Bonnie Robertson, Moffat and Routt counties program coordinator for Northwest Rocky Mountain Colorado Court Appointed Special Advocates, works to support local children in the court system who have suffered abuse or neglect.

“We see it all, to be honest: developmental delays, inability to show emotions in appropriate manners, a lack of inability to socialize and/or connect with others, attachment (problems),” Robertson said. “We are always thinking in the back of our mind about what our children have been through, how it has effected them and what we can do or recommend to help them heal.”

Participants in the seminar, including Robertson, learned tools to help address the problem. Moffat County School District Early Childhood Center Director Stephanie Davis said teachers learned that setting up a quiet, safe place in the classroom for kids to go can help young ones who act out aggressively.

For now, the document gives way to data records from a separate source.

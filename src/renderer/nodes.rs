//! Node execution and expression evaluation

use std::cmp::Ordering;
use std::sync::Arc;

use crate::attrs::{merge_attrs, render_attrs};
use crate::parser::{
    Body, CmpOp, ComponentNode, Expr, Fills, Kwarg, Node, PathSegment, SlotNode, Spanned,
    Template,
};
use crate::renderer::context::Context;
use crate::renderer::engine::{ComponentJob, RenderRun, Scope};
use crate::renderer::output::Output;
use crate::renderer::slots::{
    Resolution, SlotContent, SlotError, SlotFill, SlotState, TemplateFill, DEFAULT_FILL,
};
use crate::renderer::{filters, lorem};
use crate::settings::ContextBehavior;
use crate::value::{escape_html, Map, Value};
use crate::RenderError;

impl RenderRun<'_> {
    pub(super) fn render_body(
        &mut self,
        nodes: &[Spanned<Node>],
        ctx: &mut Context,
        scope: &Scope,
        out: &mut Output,
    ) -> Result<(), RenderError> {
        for node in nodes {
            self.render_node(&node.node, ctx, scope, out)?;
            if !self.carried.is_empty() {
                for marker in self.carried.drain(..) {
                    out.push_str(&marker);
                }
            }
        }
        Ok(())
    }

    fn render_node(
        &mut self,
        node: &Node,
        ctx: &mut Context,
        scope: &Scope,
        out: &mut Output,
    ) -> Result<(), RenderError> {
        match node {
            Node::Text(text) => out.push_str(text),
            Node::Output(expr) => {
                let value = self.eval(expr, ctx)?;
                out.push_str(&display(&value));
            }
            Node::If {
                branches,
                otherwise,
            } => {
                for (cond, body) in branches {
                    if self.eval(&cond.node, ctx)?.is_truthy() {
                        return self.render_body(body, ctx, scope, out);
                    }
                }
                if let Some(body) = otherwise {
                    self.render_body(body, ctx, scope, out)?;
                }
            }
            Node::For {
                vars,
                iterable,
                reversed,
                body,
                empty,
            } => {
                let value = self.eval(&iterable.node, ctx)?;
                let mut items = iter_items(value, vars.len())?;
                if items.is_empty() {
                    if let Some(empty) = empty {
                        self.render_body(empty, ctx, scope, out)?;
                    }
                    return Ok(());
                }
                if *reversed {
                    items.reverse();
                }
                let len = items.len();
                let parentloop = ctx.get("forloop").cloned().unwrap_or_default();
                for (i, item) in items.into_iter().enumerate() {
                    let mut frame = bind_loop_vars(vars, item);
                    frame.insert(
                        "forloop".to_string(),
                        forloop(i, len, parentloop.clone()),
                    );
                    let mut inner = ctx.scope(frame);
                    self.render_body(body, &mut inner, scope, out)?;
                }
            }
            Node::With { bindings, body } => {
                let frame = self.eval_kwargs(bindings, ctx)?;
                let mut inner = ctx.scope(frame);
                self.render_body(body, &mut inner, scope, out)?;
            }
            Node::Component(component) => self.render_component(component, ctx, scope, out)?,
            // Fills are consumed by their component tag
            Node::Fill(_) => {}
            Node::Slot(slot) => self.render_slot(slot, ctx, scope, out)?,
            Node::HtmlAttrs {
                attrs,
                defaults,
                kwargs,
            } => {
                let attrs = self.eval_attr_map(attrs.as_ref(), ctx)?;
                let defaults = self.eval_attr_map(defaults.as_ref(), ctx)?;
                let kwargs = self.eval_kwargs(kwargs, ctx)?;
                out.push_str(&render_attrs(&merge_attrs(&defaults, &[&attrs, &kwargs])));
            }
            Node::Provide { key, values, body } => {
                let key = match self.eval(&key.node, ctx)? {
                    Value::Str(s) | Value::Safe(s) => s,
                    other => {
                        return Err(RenderError::InvalidArgument {
                            tag: "provide",
                            message: format!("key must be a string, got {}", other.type_name()),
                        })
                    }
                };
                let values = self.eval_kwargs(values, ctx)?;
                let mut inner = ctx.provide(key, values);
                self.render_body(body, &mut inner, scope, out)?;
            }
            Node::Lorem {
                count,
                method,
                random,
            } => {
                let value = self.eval(&count.node, ctx)?;
                let count = match &value {
                    Value::Int(n) => (*n).max(0) as usize,
                    Value::Str(s) => s.trim().parse::<usize>().map_err(|_| {
                        RenderError::InvalidArgument {
                            tag: "lorem",
                            message: format!("count must be an integer, got '{}'", s),
                        }
                    })?,
                    other => {
                        return Err(RenderError::InvalidArgument {
                            tag: "lorem",
                            message: format!("count must be an integer, got {}", other.type_name()),
                        })
                    }
                };
                out.push_str(&lorem::generate(count, *method, *random));
            }
            Node::Dependencies(kind) => out.push_str(&self.engine.markers().placeholder(*kind)),
        }
        Ok(())
    }

    /// Evaluate a component tag and defer the component itself
    fn render_component(
        &mut self,
        node: &ComponentNode,
        ctx: &Context,
        scope: &Scope,
        out: &mut Output,
    ) -> Result<(), RenderError> {
        let name = match self.eval(&node.name.node, ctx)? {
            Value::Str(s) | Value::Safe(s) => s,
            other => {
                return Err(RenderError::InvalidName {
                    found: other.type_name().to_string(),
                })
            }
        };
        let class = self
            .engine
            .get(&name)
            .ok_or_else(|| RenderError::UnknownComponent { name: name.clone() })?;

        let args = node
            .args
            .iter()
            .map(|arg| self.eval(&arg.node, ctx))
            .collect::<Result<Vec<_>, _>>()?;
        let kwargs = self.eval_kwargs(&node.kwargs, ctx)?;

        let capture = |body: Body, data_var: Option<String>| {
            SlotFill::Template(std::rc::Rc::new(TemplateFill {
                body,
                ctx: ctx.clone(),
                slots: scope.slots.clone(),
                data: scope.data.clone(),
                data_var,
            }))
        };
        let mut slots = SlotState::new(name.clone());
        match &node.fills {
            Fills::Implicit(body) => {
                if !is_blank(body) {
                    slots.insert(DEFAULT_FILL, capture(body.clone(), None));
                }
            }
            Fills::Explicit(fills) => {
                for fill in fills {
                    let fill_name = match self.eval(&fill.name.node, ctx)? {
                        Value::Str(s) | Value::Safe(s) => s,
                        other => {
                            return Err(SlotError::InvalidName {
                                found: other.type_name().to_string(),
                            }
                            .into())
                        }
                    };
                    slots.insert(fill_name, capture(fill.body.clone(), fill.data_var.clone()));
                }
            }
        }

        let job = ComponentJob::new(name, class, args, kwargs, slots, ctx.clone(), node.only);
        let id = self.spawn(scope.job, job);
        out.push_child(id);
        Ok(())
    }

    fn render_slot(
        &mut self,
        node: &SlotNode,
        ctx: &mut Context,
        scope: &Scope,
        out: &mut Output,
    ) -> Result<(), RenderError> {
        let name = match self.eval(&node.name.node, ctx)? {
            Value::Str(s) | Value::Safe(s) => s,
            other => {
                return Err(SlotError::InvalidName {
                    found: other.type_name().to_string(),
                }
                .into())
            }
        };
        let Some(slots) = &scope.slots else {
            return self.render_body(&node.body, ctx, scope, out);
        };
        let kwargs = self.eval_kwargs(&node.kwargs, ctx)?;
        let resolution = slots
            .borrow_mut()
            .resolve(&name, node.is_default, node.required)?;

        match resolution {
            Resolution::Default => self.render_body(&node.body, ctx, scope, out)?,
            Resolution::Label(text) => out.push_str(&escape_html(&text)),
            Resolution::Fill(SlotFill::Content(content)) => match content {
                SlotContent::Text(text) => out.push_str(&escape_html(&text)),
                SlotContent::Html(html) => out.push_str(&html),
                SlotContent::Func(func) => {
                    let html = func(&kwargs).map_err(|source| RenderError::Component {
                        component: slots.borrow().component().to_string(),
                        source,
                    })?;
                    out.push_str(&html);
                }
            },
            Resolution::Fill(SlotFill::Template(fill)) => {
                let base = match (self.behavior, &scope.data) {
                    (ContextBehavior::Django, Some(data)) => fill.ctx.pushed((**data).clone()),
                    _ => fill.ctx.clone(),
                };
                let mut fill_ctx = base.with_provided_from(ctx);
                if let Some(var) = &fill.data_var {
                    let mut frame = Map::new();
                    frame.insert(var.clone(), Value::Map(kwargs));
                    fill_ctx.push_frame(frame);
                }
                let id = self.spawn_fill(scope.job, fill, fill_ctx);
                out.push_child(id);
            }
        }
        Ok(())
    }

    pub(super) fn eval(&mut self, expr: &Expr, ctx: &Context) -> Result<Value, RenderError> {
        let value = match expr {
            Expr::Literal(value) => value.clone(),
            Expr::Path { root, segments } => lookup(ctx, root, segments),
            Expr::Template(template) => self.render_nested(template, ctx)?,
            Expr::Filter { input, filter, arg } => {
                let input = self.eval(input, ctx)?;
                let arg = match arg {
                    Some(arg) => Some(self.eval(arg, ctx)?),
                    None => None,
                };
                filters::apply(*filter, input, arg)
            }
            Expr::Not(inner) => Value::Bool(!self.eval(inner, ctx)?.is_truthy()),
            Expr::And(left, right) => {
                Value::Bool(self.eval(left, ctx)?.is_truthy() && self.eval(right, ctx)?.is_truthy())
            }
            Expr::Or(left, right) => {
                Value::Bool(self.eval(left, ctx)?.is_truthy() || self.eval(right, ctx)?.is_truthy())
            }
            Expr::Compare { op, left, right } => {
                let left = self.eval(left, ctx)?;
                let right = self.eval(right, ctx)?;
                Value::Bool(compare(*op, &left, &right))
            }
        };
        Ok(value)
    }

    fn eval_kwargs(&mut self, kwargs: &[Kwarg], ctx: &Context) -> Result<Map, RenderError> {
        let mut map = Map::with_capacity(kwargs.len());
        for kwarg in kwargs {
            let value = self.eval(&kwarg.value.node, ctx)?;
            map.insert(kwarg.name.node.clone(), value);
        }
        Ok(map)
    }

    fn eval_attr_map(
        &mut self,
        expr: Option<&Spanned<Expr>>,
        ctx: &Context,
    ) -> Result<Map, RenderError> {
        let Some(expr) = expr else {
            return Ok(Map::new());
        };
        match self.eval(&expr.node, ctx)? {
            Value::Map(map) => Ok(map),
            Value::None => Ok(Map::new()),
            other => Err(RenderError::InvalidArgument {
                tag: "html_attrs",
                message: format!("expected a map of attributes, got {}", other.type_name()),
            }),
        }
    }

    /// Render a template string argument in its own run
    fn render_nested(&mut self, template: &Arc<Template>, ctx: &Context) -> Result<Value, RenderError> {
        let html = self.engine.render_raw(template.clone(), ctx.clone())?;
        let (clean, markers) = self.engine.markers().strip_rendered(&html);
        self.carried
            .extend(markers.into_iter().map(str::to_string));
        Ok(Value::Safe(clean))
    }
}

“While some children that are ‘stressed’ act out with physical aggression, others withdraw and show limited emotions,” Davis said. “Getting to know our students and their families helps us meet individual needs more effectively.”

Davis said additional training for parents in the community would be beneficial, explaining what toxic stresses are and how to eliminate them whenever possible.

“The big takeaway is that what matters in early childhood is that kids are exposed to enriching things and have good relationships to adults,” West said. “There’s this primary period when the brain is growing and developing connections, so we’re hoping that kids have positive experiences and connections to help them grow.”